Gaiman: Té Galés y recuerdos de Lady Di
Ni bien llega la temporada
de ballenas en la Península
de Valdés, miles de visitantes llegan a Puerto
Madryn para verlas. Un espectáculo único de la naturaleza...
Imperdible... Pero, lo que no todos saben es que muy cerca de allí hay
un rincón patagónico exótico y especial: Gaiman,
tierra de galeses, llena de tradiciones, de las viejas y de las nuevas... En esta nota le contamos algunos datos que un viajero experto de
la Patagonia debe conocer.
Gaiman es uno de los pueblos que se fundaron a partir de la
llegada de los galeses a las costas patagónicas, a fines del siglo
XIX.
Es un pueblo que parece detenido en el tiempo: calles con acequias
que riegan una arboleda extraña para la Patagonia, construcciones
trasplantadas de lejanas tierras, como las capillas que los colonos
galeses construyeron a su llegada a este lado del mundo, y costumbres
también venidas de lejos, como el tradicional té galés,
acompañado por tortas y delicias de la tradición
celta.
Entre tantas tradiciones queremos contarles hoy dos, una muy vieja,
de los tiempos de la fundación, y otra muy nueva, surgida
a partir de la visita de Lady Diana Spencer, que se suman a los atractivos
que brinda en invierno esta región.
El 28 de julio de cada año se celebra la “Fiesta del
Desembarco” o Gwyl Glaniad, cuyo centro son las capillas. Es
una ceremonia comunitaria de la que participan los descendientes
de los primeros pobladores y a la que se suman todos los habitantes
del lugar y los ocasionales visitantes. Se sirve el té galés
para todos y en los patios de las capillas se organizan juegos de
diverso tipo, entre los que se cuentan los hípicos. Por la
noche, un concierto de música tradicional cierra la jornada.

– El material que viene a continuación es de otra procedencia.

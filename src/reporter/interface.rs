//! Reporting capability interface.

use std::time::Duration;

use crate::records::{AttemptRecord, CampaignSummary, DownloadRecord};
use crate::taxonomy::{
    CertificateCheckResult, CheckReaction, CheckResult, DownloadErrorCode, ErrorCode,
    RollbackResult, ServerToCheck,
};

/// The full reporting surface between the update lifecycle and the
/// metrics backend. One method per metric event kind.
///
/// All operations are one-way and fire-and-forget: implementations must
/// never block the caller, never fault the update pipeline, and must be
/// safe to call with the backend unavailable. The implementation is
/// selected once at process start (see [`crate::reporter::registry`])
/// and never switched at runtime.
pub trait MetricsReporter: Send + Sync {
    /// Report one terminated update attempt.
    fn report_update_attempt_metrics(&self, record: &AttemptRecord);

    /// Report one terminated download phase of an attempt.
    fn report_update_attempt_download_metrics(&self, record: &DownloadRecord);

    /// Report an attempt interrupted before reaching a clean verdict.
    ///
    /// This is a distinct outcome category: there is no error code to
    /// classify, so it is never folded into ordinary failure reporting.
    fn report_abnormally_terminated_update_attempt_metrics(&self);

    /// Report the campaign-level summary. Called at most once per
    /// campaign, at the moment the update succeeds end-to-end.
    fn report_successful_update_metrics(&self, summary: &CampaignSummary);

    /// Report a completed rollback.
    fn report_rollback_metrics(&self, result: RollbackResult);

    /// Report a completed enterprise rollback.
    fn report_enterprise_rollback_metrics(&self, success: bool, rollback_version: &str);

    /// Report the outcome of an update check.
    fn report_update_check_metrics(
        &self,
        result: CheckResult,
        reaction: CheckReaction,
        download_error_code: Option<DownloadErrorCode>,
    );

    /// Report the outcome of a certificate pinning check.
    fn report_certificate_check_metrics(
        &self,
        server_to_check: ServerToCheck,
        result: CertificateCheckResult,
    );

    /// Report the daily OS age telemetry point.
    fn report_daily_metrics(&self, os_age: Duration);

    /// Report minutes between applying an update and rebooting into it.
    fn report_time_to_reboot(&self, time_to_reboot_minutes: i32);

    /// Report the attempt number at which an update was declared failed.
    fn report_failed_update_count(&self, target_attempt: i32);

    /// Report a bare internal error code observation.
    fn report_internal_error_code(&self, error_code: ErrorCode);

    /// Report where the install date was provisioned from.
    fn report_install_date_provisioning_source(&self, source: i32, max: i32);

    /// Report kernel key version rollforward telemetry.
    fn report_key_version_metrics(
        &self,
        kernel_min_version: i32,
        kernel_max_rollforward_version: i32,
        kernel_max_rollforward_success: bool,
    );

    /// Report days between an enterprise update being seen and its
    /// download starting.
    fn report_enterprise_update_seen_to_download_days(
        &self,
        has_time_restriction_policy: bool,
        time_to_update_days: i32,
    );
}

/// Reporter that intentionally reports nothing.
///
/// The documented selection for environments without a metrics backend;
/// call sites stay identical to production.
#[derive(Debug, Default)]
pub struct NoopMetricsReporter;

impl NoopMetricsReporter {
    pub fn new() -> Self {
        Self
    }
}

impl MetricsReporter for NoopMetricsReporter {
    fn report_update_attempt_metrics(&self, _record: &AttemptRecord) {}

    fn report_update_attempt_download_metrics(&self, _record: &DownloadRecord) {}

    fn report_abnormally_terminated_update_attempt_metrics(&self) {}

    fn report_successful_update_metrics(&self, _summary: &CampaignSummary) {}

    fn report_rollback_metrics(&self, _result: RollbackResult) {}

    fn report_enterprise_rollback_metrics(&self, _success: bool, _rollback_version: &str) {}

    fn report_update_check_metrics(
        &self,
        _result: CheckResult,
        _reaction: CheckReaction,
        _download_error_code: Option<DownloadErrorCode>,
    ) {
    }

    fn report_certificate_check_metrics(
        &self,
        _server_to_check: ServerToCheck,
        _result: CertificateCheckResult,
    ) {
    }

    fn report_daily_metrics(&self, _os_age: Duration) {}

    fn report_time_to_reboot(&self, _time_to_reboot_minutes: i32) {}

    fn report_failed_update_count(&self, _target_attempt: i32) {}

    fn report_internal_error_code(&self, _error_code: ErrorCode) {}

    fn report_install_date_provisioning_source(&self, _source: i32, _max: i32) {}

    fn report_key_version_metrics(
        &self,
        _kernel_min_version: i32,
        _kernel_max_rollforward_version: i32,
        _kernel_max_rollforward_success: bool,
    ) {
    }

    fn report_enterprise_update_seen_to_download_days(
        &self,
        _has_time_restriction_policy: bool,
        _time_to_update_days: i32,
    ) {
    }
}
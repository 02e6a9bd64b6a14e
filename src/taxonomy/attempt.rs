//! Attempt outcome taxonomy.
//!
//! Classification of a single update attempt: the payload that was
//! applied, the terminal verdict, and the internal cause when the
//! verdict is a failure.

use serde::{Deserialize, Serialize};

/// Classification of the update artifact.
#[derive(Debug, Clone, Copy, PartialEq, Eq, Serialize, Deserialize)]
#[serde(rename_all = "snake_case")]
pub enum PayloadType {
    Full,
    Delta,
    Unknown,
}

impl PayloadType {
    pub fn as_str(&self) -> &'static str {
        match self {
            PayloadType::Full => "full",
            PayloadType::Delta => "delta",
            PayloadType::Unknown => "unknown",
        }
    }
}

/// Terminal verdict of one update attempt.
///
/// Abnormal termination (process interrupted before any verdict) is not
/// part of this set; it is reported through its own event kind.
#[derive(Debug, Clone, Copy, PartialEq, Eq, Serialize, Deserialize)]
#[serde(rename_all = "snake_case")]
pub enum AttemptResult {
    Succeeded,
    InternalError,
    PayloadDownloadError,
    MetadataMalformed,
    OperationExecutionError,
    PayloadVerificationFailed,
    PostInstallFailed,
    UpdateCanceled,
}

impl AttemptResult {
    pub fn as_str(&self) -> &'static str {
        match self {
            AttemptResult::Succeeded => "succeeded",
            AttemptResult::InternalError => "internal_error",
            AttemptResult::PayloadDownloadError => "payload_download_error",
            AttemptResult::MetadataMalformed => "metadata_malformed",
            AttemptResult::OperationExecutionError => "operation_execution_error",
            AttemptResult::PayloadVerificationFailed => "payload_verification_failed",
            AttemptResult::PostInstallFailed => "post_install_failed",
            AttemptResult::UpdateCanceled => "update_canceled",
        }
    }

    /// Whether the verdict denotes a failed attempt.
    pub fn is_failure(&self) -> bool {
        !matches!(self, AttemptResult::Succeeded)
    }
}

/// Internal failure cause assigned by the update engine.
///
/// Immutable once assigned to an attempt. `Unknown` exists so engine
/// code can always produce a value, but a failed attempt reported with
/// `Unknown` is refused at the reporting boundary: the error code is
/// the diagnostic payload for failure triage and must name a cause.
#[derive(Debug, Clone, Copy, PartialEq, Eq, Serialize, Deserialize)]
#[serde(rename_all = "snake_case")]
pub enum ErrorCode {
    PayloadParseError,
    PayloadVerificationError,
    SignatureVerificationError,
    DownloadTransferError,
    NetworkUnavailable,
    DiskWriteError,
    InstallDeviceOpenError,
    PostinstallRunnerError,
    Unknown,
}

impl ErrorCode {
    pub fn as_str(&self) -> &'static str {
        match self {
            ErrorCode::PayloadParseError => "payload_parse_error",
            ErrorCode::PayloadVerificationError => "payload_verification_error",
            ErrorCode::SignatureVerificationError => "signature_verification_error",
            ErrorCode::DownloadTransferError => "download_transfer_error",
            ErrorCode::NetworkUnavailable => "network_unavailable",
            ErrorCode::DiskWriteError => "disk_write_error",
            ErrorCode::InstallDeviceOpenError => "install_device_open_error",
            ErrorCode::PostinstallRunnerError => "postinstall_runner_error",
            ErrorCode::Unknown => "unknown",
        }
    }

    /// Whether the code names a concrete cause usable for triage.
    pub fn is_specific(&self) -> bool {
        !matches!(self, ErrorCode::Unknown)
    }
}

Por otro lado, desde hace muy poco, cada 31 de agosto ha comenzado
a recordarse a la Princesa Diana de Gales, quien
visitó el
lugar y tomó el té en una de las tradicionales casas
que lo sirven. Los propietarios del lugar han conservado de modo
muy especial la vajilla que usó la Princesa aquel día,
en una vitrina, junto con una foto suya y otros recuerdos de ese
momento. El día 31 de agosto, fecha en la que la princesa
murió trágicamente en París, se deposita allí,
junto a esa vitrina, un ramo de rosas rojas en su homenaje.
Según la dueña del lugar, no se trata de un acto programado
ni de algo que ellos quieran explotar, sino que la gente que sabe
que ella estuvo allí ha comenzado a acercarse en forma espontánea
y ha generado esta nueva costumbre.
El día que Lady Di visitó la casa de té Ty Te
Caerdydd un coro de niños cantó un par de canciones
galesas y luego ella conversó brevemente con ellos en inglés
y le dio la mano a cada uno. Después, tomó un té con
torta de frambuesas. Al retirarse, a pesar de que el personal de
seguridad que la rodeaba había prohibido regalarle flores
con espinas, ella se acercó a un rosal y sacó una
rosa roja.
Esos pequeños gestos mostraban todo su encanto y simpatía,
dones que no se olvidan y que hacen nacer estas “nuevas tradiciones”,
un atractivo más para Gaiman, una pequeña aldea galesa
en la Patagonia, que lo espera muy cerca de las ballenas y los pingüinos.